(Aim of the task): Copy exactly the lines from the one containing "let tick = effective_tick(ctx.tick);" through the last line of the records, both included, and nothing more.

(Stored items):
▬▬▬▬▬▬

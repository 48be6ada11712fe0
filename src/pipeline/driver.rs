use std::sync::{Arc, Mutex, MutexGuard, PoisonError};
use std::time::Duration;

use chrono::Utc;
use tokio::sync::broadcast;
use tokio::task::JoinHandle;
use tokio::time::{Instant, MissedTickBehavior};

use crate::pipeline::milestones::{invoke_completion, CompletionHandler};
use crate::pipeline::progress::{self, ProgressSignal};
use crate::pipeline::session::TrackingSession;
use crate::state::ProgressStore;
use crate::types::tracking::{MilestoneKind, TrackingEvent, TrackingSnapshot};

/// The clock stops here and leaves the last step to the terminal tick.
pub const DRIVER_CEILING: f64 = 0.995;
pub const MIN_SIMULATED_MINUTES: f64 = 8.0;
/// Wall-clock milliseconds of simulation per estimated minute.
pub const MS_PER_SIMULATED_MINUTE: f64 = 4000.0;
/// Shortest tick the driver runs at, whatever it is configured with.
pub const MIN_TICK: Duration = Duration::from_millis(50);

pub fn effective_tick(tick: Duration) -> Duration {
    tick.max(MIN_TICK)
}

pub fn simulated_duration_ms(estimated_minutes: f64) -> f64 {
    let minutes = if estimated_minutes.is_finite() {
        estimated_minutes.max(MIN_SIMULATED_MINUTES)
    } else {
        MIN_SIMULATED_MINUTES
    };
    minutes * MS_PER_SIMULATED_MINUTE
}

#[derive(Debug, Clone, Copy, PartialEq)]
pub enum ClockTick {
    Advanced(f64),
    Terminal,
    Finished,
}

/// Time-based progress accumulator, advanced once per tick.
#[derive(Debug, Clone, PartialEq)]
pub struct ProgressClock {
    value: f64,
    step: f64,
    finished: bool,
}

impl ProgressClock {
    pub fn new(estimated_minutes: f64, tick: Duration) -> Self {
        let step = effective_tick(tick).as_millis() as f64 / simulated_duration_ms(estimated_minutes);
        Self {
            value: 0.0,
            step: if step.is_finite() && step > 0.0 { step } else { 0.0 },
            finished: false,
        }
    }

    /// Raises the clock to `value` (capped at the ceiling); never lowers it.
    pub fn seed(&mut self, value: f64) {
        if self.finished || value.is_nan() {
            return;
        }
        self.value = self.value.max(value.clamp(0.0, DRIVER_CEILING));
    }

    pub fn tick(&mut self) -> ClockTick {
        if self.finished {
            return ClockTick::Finished;
        }
        if self.value >= DRIVER_CEILING {
            self.finish();
            return ClockTick::Terminal;
        }
        self.value = (self.value + self.step).min(DRIVER_CEILING);
        ClockTick::Advanced(self.value)
    }

    pub fn finish(&mut self) {
        self.value = 1.0;
        self.finished = true;
    }

    pub fn value(&self) -> f64 {
        self.value
    }

    pub fn step(&self) -> f64 {
        self.step
    }

    pub fn is_finished(&self) -> bool {
        self.finished
    }
}

pub type SharedSession = Arc<Mutex<TrackingSession>>;

/// Everything a running session talks to besides its own state.
#[derive(Clone)]
pub struct DriverContext {
    pub tick: Duration,
    pub events: broadcast::Sender<TrackingEvent>,
    pub completion: Arc<dyn CompletionHandler>,
    pub store: ProgressStore,
}

pub fn lock_session(session: &SharedSession) -> MutexGuard<'_, TrackingSession> {
    session.lock().unwrap_or_else(PoisonError::into_inner)
}

/// Feeds one signal through the reducer, then publishes crossed milestones,
/// runs the completion handler on arrival and persists progress. Returns
/// whether the session has reached its destination.
pub fn apply_signal(session: &mut TrackingSession, signal: ProgressSignal, ctx: &DriverContext) -> bool {
    let crossed = progress::reduce(session, signal);

    for kind in crossed {
        let event = TrackingEvent {
            order_id: session.order_id.clone(),
            kind,
            progress: session.progress,
            message: kind.message().to_string(),
            at: Utc::now(),
        };
        tracing::info!(
            "Order {} milestone {:?} at {:.1}%",
            session.order_id,
            kind,
            session.progress * 100.0
        );
        session.push_event(event.clone());
        // Nobody listening is fine.
        let _ = ctx.events.send(event);

        if kind == MilestoneKind::Arrival && session.milestones.claim_completion() {
            if let Err(failure) = invoke_completion(ctx.completion.as_ref(), &session.order) {
                tracing::error!("Order {}: {}", session.order_id, failure);
                session.warnings.push(failure.to_string());
            }
        }
    }

    if !session.cancelled {
        ctx.store.save(&session.order_id, session.progress);
    }
    session.clock.is_finished()
}

/// Owns the ticker task of one session. Dropping the handle stops the task.
pub struct TrackingHandle {
    order_id: String,
    session: SharedSession,
    task: JoinHandle<()>,
}

impl TrackingHandle {
    pub fn order_id(&self) -> &str {
        &self.order_id
    }

    pub fn session(&self) -> SharedSession {
        self.session.clone()
    }

    pub fn snapshot(&self) -> TrackingSnapshot {
        lock_session(&self.session).snapshot()
    }

    pub fn is_running(&self) -> bool {
        !self.task.is_finished()
    }

    pub fn cancel(&self) {
        lock_session(&self.session).cancelled = true;
        self.task.abort();
        tracing::debug!("Tracking for order {} cancelled", self.order_id);
    }
}

impl Drop for TrackingHandle {
    fn drop(&mut self) {
        self.task.abort();
    }
}

/// Spawns the ticker for `session` on the current tokio runtime.
pub fn start(session: TrackingSession, ctx: DriverContext) -> TrackingHandle {
    let order_id = session.order_id.clone();
    let shared = Arc::new(Mutex::new(session));
    let task = tokio::spawn(run(shared.clone(), ctx));

    TrackingHandle {
        order_id,
        session: shared,
        task,
    }
}

async fn run(session: SharedSession, ctx: DriverContext) {
    let tick = effective_tick(ctx.tick);
    let mut ticker = tokio::time::interval_at(Instant::now() + tick, tick);
    ticker.set_missed_tick_behavior(MissedTickBehavior::Delay);

    loop {
        ticker.tick().await;
        let (finished, order_id) = {
            let mut guard = lock_session(&session);
            if guard.cancelled {
                (true, guard.order_id.clone())
            } else {
                (apply_signal(&mut guard, ProgressSignal::Tick, &ctx), guard.order_id.clone())
            }
        };
        if finished {
            tracing::debug!("Tracking loop for order {} finished", order_id);
            break;
        }
    }
}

▬▬▬▬▬▬

(Result for this exercise):
    let tick = effective_tick(ctx.tick);
    let mut ticker = tokio::time::interval_at(Instant::now() + tick, tick);
    ticker.set_missed_tick_behavior(MissedTickBehavior::Delay);

    loop {
        ticker.tick().await;
        let (finished, order_id) = {
            let mut guard = lock_session(&session);
            if guard.cancelled {
                (true, guard.order_id.clone())
            } else {
                (apply_signal(&mut guard, ProgressSignal::Tick, &ctx), guard.order_id.clone())
            }
        };
        if finished {
            tracing::debug!("Tracking loop for order {} finished", order_id);
            break;
        }
    }
}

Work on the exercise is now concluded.